Yard Map App – Cornell Lab of Ornithology
Today we are having a good old fashion rain day in Minnesota. It is days like these in March and April where many of start to think about our landscaping, yards and gardens. I have just come across a program that has blown me away! This is something I have always dreamed about and look forward to seeing its many future uses. I have long been an advocate of citizen based science and this program I feel will do wonders for wildlife and for the people enjoying it.
In a nutshell – Yard Map is a mapping program that uses Google maps as a background. You find your yard on the map and then use the tools to start creating boxes of the different habitats you have in your yard and then you add objects such as bird feeders, bird houses, snaps, water features, trees, vines.. etc.
This program also can sync up with the other citizen based science programs from Cornell like eBird! Now you can map out your yard and edit the data over time. Instead of having your drawings in your file cabinet it is now online for others to see and learn from.
Here are some of the many benefits and uses I see:
- Many landscaping mapping software is cumbersome to use! A 5 year-old could use this software – they made it that easy!
- You can click on specific items such as a tree and search the data base of the different species in the drop down menu. How often to do have someone come over and say what kind of flower or bush is that? When you have hundreds of plants you often forget. Now you have a resource you can go back to and look it up!
- Home owners can share these maps with contractors, landscape designers and wildlife managers to help them get a better idea in how their yard is set-up. I can now help give more accurate birding or water feature advice to my friends say in California.
- A great way to keep track of what birds are using what trees.
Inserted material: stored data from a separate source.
#[cfg(test)]
mod tests {
    use super::*;
    use rumqttc::tokio_rustls::rustls::pki_types::{PrivateKeyDer, PrivatePkcs8KeyDer};
    use rumqttc::tokio_rustls::rustls::ServerConfig;
    use rumqttc::tokio_rustls::TlsAcceptor;
    use std::sync::Arc;
    use std::time::Instant;
    use tokio::io::{duplex, DuplexStream};
    use tokio::net::TcpListener;
    use tokio::task::JoinHandle;

    /// Plays the server side of a control dialogue: for each step, read the
    /// expected command (if any), then write the canned reply.
    fn script(server: DuplexStream, steps: Vec<(Option<&'static str>, &'static str)>) -> tokio::task::JoinHandle<()> {
        tokio::spawn(async move {
            let mut server = BufReader::new(server);
            for (expected, reply) in steps {
                if let Some(expected) = expected {
                    let mut line = String::new();
                    server.read_line(&mut line).await.unwrap();
                    assert_eq!(line, format!("{expected}\r\n"));
                }
                server.get_mut().write_all(reply.as_bytes()).await.unwrap();
            }
        })
    }

    fn channel(client: DuplexStream) -> ControlChannel<DuplexStream> {
        ControlChannel::new(client, Duration::from_secs(5))
    }

    fn options(host: &str, port: u16, connect_timeout: Duration) -> FtpsOptions {
        FtpsOptions {
            host: host.into(),
            port,
            username: LAN_USERNAME.into(),
            password: "12345678".into(),
            connect_timeout,
            io_timeout: Duration::from_secs(5),
            data_mode: DataMode::Passive,
        }
    }

    fn self_signed_acceptor() -> TlsAcceptor {
        let key = rcgen::KeyPair::generate().unwrap();
        let cert = rcgen::CertificateParams::new(vec!["127.0.0.1".to_string()])
            .unwrap()
            .self_signed(&key)
            .unwrap();
        let config = ServerConfig::builder()
            .with_no_client_auth()
            .with_single_cert(
                vec![cert.der().clone()],
                PrivateKeyDer::Pkcs8(PrivatePkcs8KeyDer::from(key.serialize_der())),
            )
            .unwrap();
        TlsAcceptor::from(Arc::new(config))
    }

    /// What the file server saw during one session.
    struct Received {
        commands: Vec<String>,
        path: String,
        bytes: Vec<u8>,
    }

    /// Implicit-FTPS server on loopback: TLS from the first byte on the
    /// control port and on the passive data port. The PASV reply advertises
    /// a foreign address so the client has to fall back to the control host.
    async fn implicit_ftps_server() -> (u16, JoinHandle<Received>) {
        let acceptor = self_signed_acceptor();
        let control = TcpListener::bind("127.0.0.1:0").await.unwrap();
        let data = TcpListener::bind("127.0.0.1:0").await.unwrap();
        let port = control.local_addr().unwrap().port();
        let data_port = data.local_addr().unwrap().port();

        let handle = tokio::spawn(async move {
            let (tcp, _) = control.accept().await.unwrap();
            let mut session = BufReader::new(acceptor.accept(tcp).await.unwrap());
            let mut data = Some(data);
            let mut transfer: Option<JoinHandle<Vec<u8>>> = None;
            let mut received = Received {
                commands: Vec::new(),
                path: String::new(),
                bytes: Vec::new(),
            };

            let mut reply = "220 Bambu FTP ready\r\n".to_string();
            loop {
                session.get_mut().write_all(reply.as_bytes()).await.unwrap();
                session.get_mut().flush().await.unwrap();

                let mut line = String::new();
                if session.read_line(&mut line).await.unwrap() == 0 {
                    break;
                }
                let line = line.trim_end().to_string();
                received.commands.push(line.clone());

                reply = match line.split(' ').next().unwrap_or_default() {
                    "USER" => "331 Password required\r\n".into(),
                    "PASS" => "230 Logged in\r\n".into(),
                    "PBSZ" | "PROT" | "TYPE" => "200 OK\r\n".into(),
                    "PASV" => {
                        let listener = data.take().unwrap();
                        let acceptor = acceptor.clone();
                        transfer = Some(tokio::spawn(async move {
                            let (tcp, _) = listener.accept().await.unwrap();
                            let mut stream = acceptor.accept(tcp).await.unwrap();
                            let mut bytes = Vec::new();
                            let mut chunk = vec![0u8; 8192];
                            loop {
                                match stream.read(&mut chunk).await {
                                    Ok(0) => break,
                                    Ok(n) => bytes.extend_from_slice(&chunk[..n]),
                                    // The client drops TCP without close_notify.
                                    Err(e) if e.kind() == std::io::ErrorKind::UnexpectedEof => break,
                                    Err(e) => panic!("data connection failed: {e}"),
                                }
                            }
                            bytes
                        }));
                        format!(
                            "227 Entering Passive Mode (192,168,1,50,{},{}).\r\n",
                            data_port >> 8,
                            data_port & 0xff
                        )
                    }
                    "STOR" => {
                        received.path = line["STOR ".len()..].to_string();
                        session
                            .get_mut()
                            .write_all(b"150 Ok to send data.\r\n")
                            .await
                            .unwrap();
                        session.get_mut().flush().await.unwrap();
                        received.bytes = transfer.take().unwrap().await.unwrap();
                        "226 Transfer complete.\r\n".into()
                    }
                    "QUIT" => {
                        session.get_mut().write_all(b"221 Goodbye.\r\n").await.unwrap();
                        session.get_mut().flush().await.unwrap();
                        break;
                    }
                    _ => "502 Command not implemented.\r\n".into(),
                };
            }
            received
        });
        (port, handle)
    }

    #[test]
    fn parse_pasv_reply() {
        let (addr, port) = parse_pasv("Entering Passive Mode (192,168,1,50,195,80).").unwrap();
        assert_eq!(addr, Ipv4Addr::new(192, 168, 1, 50));
        assert_eq!(port, 195 * 256 + 80);
        assert_eq!(parse_pasv("Entering Passive Mode 10,0,0,7,4,1").unwrap().1, 1025);
        assert!(parse_pasv("Entering Passive Mode (1,2,3)").is_none());
        assert!(parse_pasv("no numbers here").is_none());
        assert!(parse_pasv("(300,1,1,1,1,1)").is_none());
    }

    #[tokio::test]
    async fn reads_single_and_multiline_replies() {
        let (client, server) = duplex(1024);
        let server = script(
            server,
            vec![
                (None, "220-Welcome\r\n220-to the printer\r\n220 ready\r\n"),
                (None, "230 Login successful.\r\n"),
                (None, "211-Features:\r\n UTF8\r\n211 End\r\n"),
            ],
        );
        let mut control = channel(client);

        let reply = control.read_reply().await.unwrap();
        assert_eq!(reply.code, 220);
        assert_eq!(reply.text, "Welcome\nto the printer\nready");

        let reply = control.read_reply().await.unwrap();
        assert_eq!(reply, Reply { code: 230, text: "Login successful.".into() });

        let reply = control.read_reply().await.unwrap();
        assert_eq!(reply, Reply { code: 211, text: "Features:\n UTF8\nEnd".into() });
        server.await.unwrap();
    }

    #[tokio::test]
    async fn malformed_reply_is_rejected() {
        let (client, server) = duplex(1024);
        let server = script(server, vec![(None, "hello there\r\n")]);
        let err = channel(client).read_reply().await.unwrap_err();
        assert!(matches!(err, TransferError::MalformedReply(_)));
        server.await.unwrap();
    }

    #[tokio::test]
    async fn full_store_dialogue() {
        let (client, server) = duplex(4096);
        let server = script(
            server,
            vec![
                (None, "220 Bambu FTP ready\r\n"),
                (Some("USER bblp"), "331 Password required\r\n"),
                (Some("PASS 12345678"), "230 Logged in\r\n"),
                (Some("PBSZ 0"), "200 PBSZ=0\r\n"),
                (Some("PROT P"), "200 Protection set to Private\r\n"),
                (Some("TYPE I"), "200 Switching to Binary mode.\r\n"),
                (Some("PASV"), "227 Entering Passive Mode (192,168,1,50,39,16).\r\n"),
                (Some("STOR /cache/job-1.3mf"), "150 Ok to send data.\r\n"),
                (None, "226 Transfer complete.\r\n"),
            ],
        );
        let mut control = channel(client);

        control.greeting().await.unwrap();
        control.login("bblp", "12345678").await.unwrap();
        control.prepare_binary_transfer().await.unwrap();
        assert_eq!(control.passive().await.unwrap(), 39 * 256 + 16);
        let reply = control.begin_store("/cache/job-1.3mf").await.unwrap();
        assert_eq!(reply.code, 150);
        assert_eq!(control.finish_store().await.unwrap().code, 226);
        server.await.unwrap();
    }

    #[tokio::test]
    async fn wrong_access_code_fails_login() {
        let (client, server) = duplex(1024);
        let server = script(
            server,
            vec![
                (Some("USER bblp"), "331 Password required\r\n"),
                (Some("PASS nope"), "530 Login incorrect.\r\n"),
            ],
        );
        let err = channel(client).login("bblp", "nope").await.unwrap_err();
        assert!(matches!(err, TransferError::UnexpectedReply { code: 530, .. }));
        server.await.unwrap();
    }

    #[tokio::test]
    async fn store_requires_preliminary_reply() {
        let (client, server) = duplex(1024);
        let server = script(
            server,
            vec![(Some("STOR /cache/x.3mf"), "553 Could not create file.\r\n")],
        );
        let err = channel(client).begin_store("/cache/x.3mf").await.unwrap_err();
        assert!(matches!(err, TransferError::UnexpectedReply { code: 553, .. }));
        server.await.unwrap();
    }

    #[tokio::test(start_paused = true)]
    async fn silent_server_times_out() {
        let (client, _server) = duplex(1024);
        let mut control = ControlChannel::new(client, Duration::from_secs(3));
        let err = control.read_reply().await.unwrap_err();
        assert!(matches!(err, TransferError::Timeout(d) if d == Duration::from_secs(3)));
    }

    #[tokio::test]
    async fn active_mode_is_not_implemented() {
        let mut opts = options("127.0.0.1", 1, Duration::from_secs(1));
        opts.data_mode = DataMode::Active;
        let client = FtpsClient::new(opts);

        let err = client
            .try_upload(Path::new("/nonexistent"), "x.3mf")
            .await
            .unwrap_err();
        assert!(matches!(err, TransferError::NotImplemented("active mode")));
        assert!(!client.upload(Path::new("/nonexistent"), "x.3mf").await);
    }

    #[tokio::test]
    async fn missing_local_file_fails_without_network() {
        let client = FtpsClient::new(options("127.0.0.1", 1, Duration::from_secs(1)));
        let dir = tempfile::tempdir().unwrap();
        let err = client
            .try_upload(&dir.path().join("absent.3mf"), "x.3mf")
            .await
            .unwrap_err();
        assert!(matches!(err, TransferError::Io(_)));
    }

    #[tokio::test]
    async fn unreachable_device_returns_false() {
        let port = {
            let listener = std::net::TcpListener::bind("127.0.0.1:0").unwrap();
            listener.local_addr().unwrap().port()
        };
        let dir = tempfile::tempdir().unwrap();
        let file = dir.path().join("job.3mf");
        std::fs::write(&file, b"data").unwrap();

        let timeout = Duration::from_millis(500);
        let client = FtpsClient::new(options("127.0.0.1", port, timeout));
        let started = Instant::now();
        assert!(!client.upload(&file, "job.3mf").await);
        assert!(started.elapsed() < timeout + Duration::from_secs(1));
    }

    #[tokio::test]
    async fn stalled_handshake_is_bounded_by_connect_timeout() {
        // Accepts TCP but never answers the TLS ClientHello.
        let listener = tokio::net::TcpListener::bind("127.0.0.1:0").await.unwrap();
        let port = listener.local_addr().unwrap().port();
        let dir = tempfile::tempdir().unwrap();
        let file = dir.path().join("job.3mf");
        std::fs::write(&file, b"data").unwrap();

        let timeout = Duration::from_millis(300);
        let client = FtpsClient::new(options("127.0.0.1", port, timeout));
        let started = Instant::now();
        let err = client.try_upload(&file, "job.3mf").await.unwrap_err();
        let elapsed = started.elapsed();

        assert!(matches!(err, TransferError::Timeout(d) if d == timeout));
        assert!(elapsed >= timeout);
        assert!(elapsed < timeout + Duration::from_secs(1));
        drop(listener);
    }

    #[tokio::test]
    async fn uploads_file_into_cache_over_implicit_tls() {
        let (port, server) = implicit_ftps_server().await;
        let dir = tempfile::tempdir().unwrap();
        let file = dir.path().join("job.3mf");
        let payload: Vec<u8> = (0..150_000u32).map(|i| (i % 251) as u8).collect();
        std::fs::write(&file, &payload).unwrap();

        let client = FtpsClient::new(options("127.0.0.1", port, Duration::from_secs(5)));
        assert!(client.upload(&file, "job-1.3mf").await);

        let received = server.await.unwrap();
        assert_eq!(received.path, "/cache/job-1.3mf");
        assert_eq!(received.bytes.len(), payload.len());
        assert!(received.bytes == payload);
        assert_eq!(
            received.commands,
            vec![
                "USER bblp",
                "PASS 12345678",
                "PBSZ 0",
                "PROT P",
                "TYPE I",
                "PASV",
                "STOR /cache/job-1.3mf",
                "QUIT",
            ]
        );
    }
}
When you add an object such as a snag(dead tree) to your map you can go back and add comments to that object. Now when a Northern Flicker makes a nest inside of the snag you can record it and see if they use the same snag year after year. You can also attach pictures of the actual snag for others to see! You could do this type of thing with all the plantings in your landscape!
- Your data is used by scientists from the Cornell Lab of Ornithology – Citizen based science project at work!
- Information overload – This program is packed with all types of tips on how you can improve your yard. You can also “Share” your yard on social media sites and start having discussions.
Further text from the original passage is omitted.